A powerful feature of Haskell’s type system is that we can deduce properties of functions by looking *only at their type*. For example, a function of type

`f :: ∀a. a -> a`

can only be the identity function: since it must return something of type `a`

, for *any* type `a`

, the only thing it can do is return the argument of type `a`

that it was given (or crash). Similarly, a function of type

`f :: ∀a. a -> a -> a`

can only do one of two things: either return the first argument, or return the second. This kind of reasoning is becoming more and more important with the increasing use of types such as this definition of a “lens”:

`type Lens s t a b = forall f. Functor f => (a -> f b) -> s -> f t`

Since a lens is just a function of a particular type, the only thing we can conclude about such a function is whatever we can deduce from its type.

To reason about the properties of functions based only on their types we make use of the theory of parametricity, which tells how to derive a so-called “free theorem” from a type. This blog post is a tutorial on how to do this; it won’t explain *why* the theory works, only *how* it works. A Haskell practitioner’s guide to parametricity, if you will.
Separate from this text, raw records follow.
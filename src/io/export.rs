//! CSV export of power arrays and the event log.

use std::fs::{self, File};
use std::io::{self, Write};
use std::path::{Path, PathBuf};

use chrono::{Duration, NaiveDate, NaiveDateTime, Weekday};
use tracing::{info, warn};

use crate::error::ExportError;
use crate::sim::event::{Event, sort_chronologically};
use crate::sim::types::Trace;

/// Timestamp layout of every exported row.
const TIMESTAMP_FORMAT: &str = "%Y-%m-%d %H:%M:%S";

/// Header of the event log.
const EVENT_HEADER: [&str; 3] = ["Time", "Source", "Event"];

/// Name of the event log file.
pub const EVENTS_FILE: &str = "events.csv";

/// Synthetic wall-clock start of a trace: 2001-01-01 (a Monday) shifted
/// forward to the trace's first weekday.
pub fn trace_epoch(first_weekday: Weekday) -> NaiveDateTime {
    NaiveDate::from_ymd_opt(2001, 1, 1)
        .and_then(|d| d.and_hms_opt(0, 0, 0))
        .unwrap_or_default()
        + Duration::days(i64::from(first_weekday.num_days_from_monday()))
}

/// Wall-clock timestamp of second `offset`.
pub fn timestamp(epoch: NaiveDateTime, offset: usize) -> String {
    (epoch + Duration::seconds(offset as i64))
        .format(TIMESTAMP_FORMAT)
        .to_string()
}

/// File name for a power array.
///
/// Anything other than alphanumerics, `-`, `_` and `.` becomes an underscore,
/// so the name never carries a path separator out of the output directory.
pub fn series_file_name(name: &str) -> String {
    let stem: String = name
        .chars()
        .map(|c| {
            if c.is_alphanumeric() || matches!(c, '-' | '_' | '.') {
                c
            } else {
                '_'
            }
        })
        .collect();
    format!("{stem}.csv")
}

/// Files written and skipped by [`export_trace`].
#[derive(Debug, Clone, Default, PartialEq, Eq)]
pub struct ExportReport {
    pub written: Vec<PathBuf>,
    /// Existing files left untouched because overwriting was not requested.
    pub skipped: Vec<PathBuf>,
}

/// Writes one power array as `<timestamp>;<watts>` rows without a header.
///
/// # Errors
///
/// Returns an `ExportError` if writing fails.
pub fn write_series(samples: &[f32], epoch: NaiveDateTime, writer: impl Write) -> Result<(), ExportError> {
    let mut wtr = csv::WriterBuilder::new()
        .delimiter(b';')
        .has_headers(false)
        .from_writer(writer);

    for (offset, watts) in samples.iter().enumerate() {
        wtr.write_record([timestamp(epoch, offset), format!("{watts:.1}")])?;
    }

    wtr.flush()?;
    Ok(())
}

/// Writes the event log as `Time;Source;Event`, sorted chronologically.
///
/// # Errors
///
/// Returns an `ExportError` if writing fails.
pub fn write_events(events: &[Event], epoch: NaiveDateTime, writer: impl Write) -> Result<(), ExportError> {
    let mut sorted = events.to_vec();
    sort_chronologically(&mut sorted);

    let mut wtr = csv::WriterBuilder::new().delimiter(b';').from_writer(writer);
    wtr.write_record(EVENT_HEADER)?;
    for e in &sorted {
        wtr.write_record([
            timestamp(epoch, e.offset).as_str(),
            e.name.as_str(),
            e.transition.label(),
        ])?;
    }

    wtr.flush()?;
    Ok(())
}

/// Opens `path` for writing unless it exists and `overwrite` is off.
fn create(path: &Path, overwrite: bool) -> io::Result<Option<io::BufWriter<File>>> {
    if path.is_file() && !overwrite {
        warn!(path = %path.display(), "output file exists, use --overwrite to replace it");
        return Ok(None);
    }
    Ok(Some(io::BufWriter::new(File::create(path)?)))
}

/// Exports every power array and the event log into `dir`.
///
/// Creates `dir` if needed. Existing files are skipped unless `overwrite`
/// is set.
///
/// # Errors
///
/// Returns an `ExportError` if `dir` is a file or any write fails.
pub fn export_trace(trace: &Trace, dir: &Path, overwrite: bool) -> Result<ExportReport, ExportError> {
    if dir.exists() && !dir.is_dir() {
        return Err(ExportError::NotADirectory(dir.to_path_buf()));
    }
    fs::create_dir_all(dir)?;

    let epoch = trace_epoch(trace.horizon().start_weekday);
    let mut report = ExportReport::default();

    for (name, samples) in trace.powers() {
        let path = dir.join(series_file_name(name));
        match create(&path, overwrite)? {
            Some(file) => {
                info!(series = %name, path = %path.display(), "writing load signature");
                write_series(samples, epoch, file)?;
                report.written.push(path);
            }
            None => report.skipped.push(path),
        }
    }

    let path = dir.join(EVENTS_FILE);
    match create(&path, overwrite)? {
        Some(file) => {
            info!(path = %path.display(), "writing event log");
            write_events(trace.events(), epoch, file)?;
            report.written.push(path);
        }
        None => report.skipped.push(path),
    }

    info!(
        written = report.written.len(),
        total = report.written.len() + report.skipped.len(),
        "output files written"
    );
    Ok(report)
}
This is a two-part blog post. In part 1 (this post) we will cover the basics: constant types, functions and polymorphism (over types of kind `*`

).

In part 2 we will deal with more advanced material: type constructor (types of kind `* -> *`

), type classes, polymorphism over type constructors and type constructor classes.

## The Basics

The main theorem of parametricity is the following:

`if f :: t then f ℛ(t) f`

When `t`

is a closed type, `ℛ(t)`

is a relation between two terms of type `t`

(we shall see later that the type of `ℛ`

is actually slightly more general). In words, parametricity states that any term `f`

of type `t`

is related to itself by `ℛ(t)`

. Don’t worry if this all looks incredibly abstract! We shall see lots and lots of examples.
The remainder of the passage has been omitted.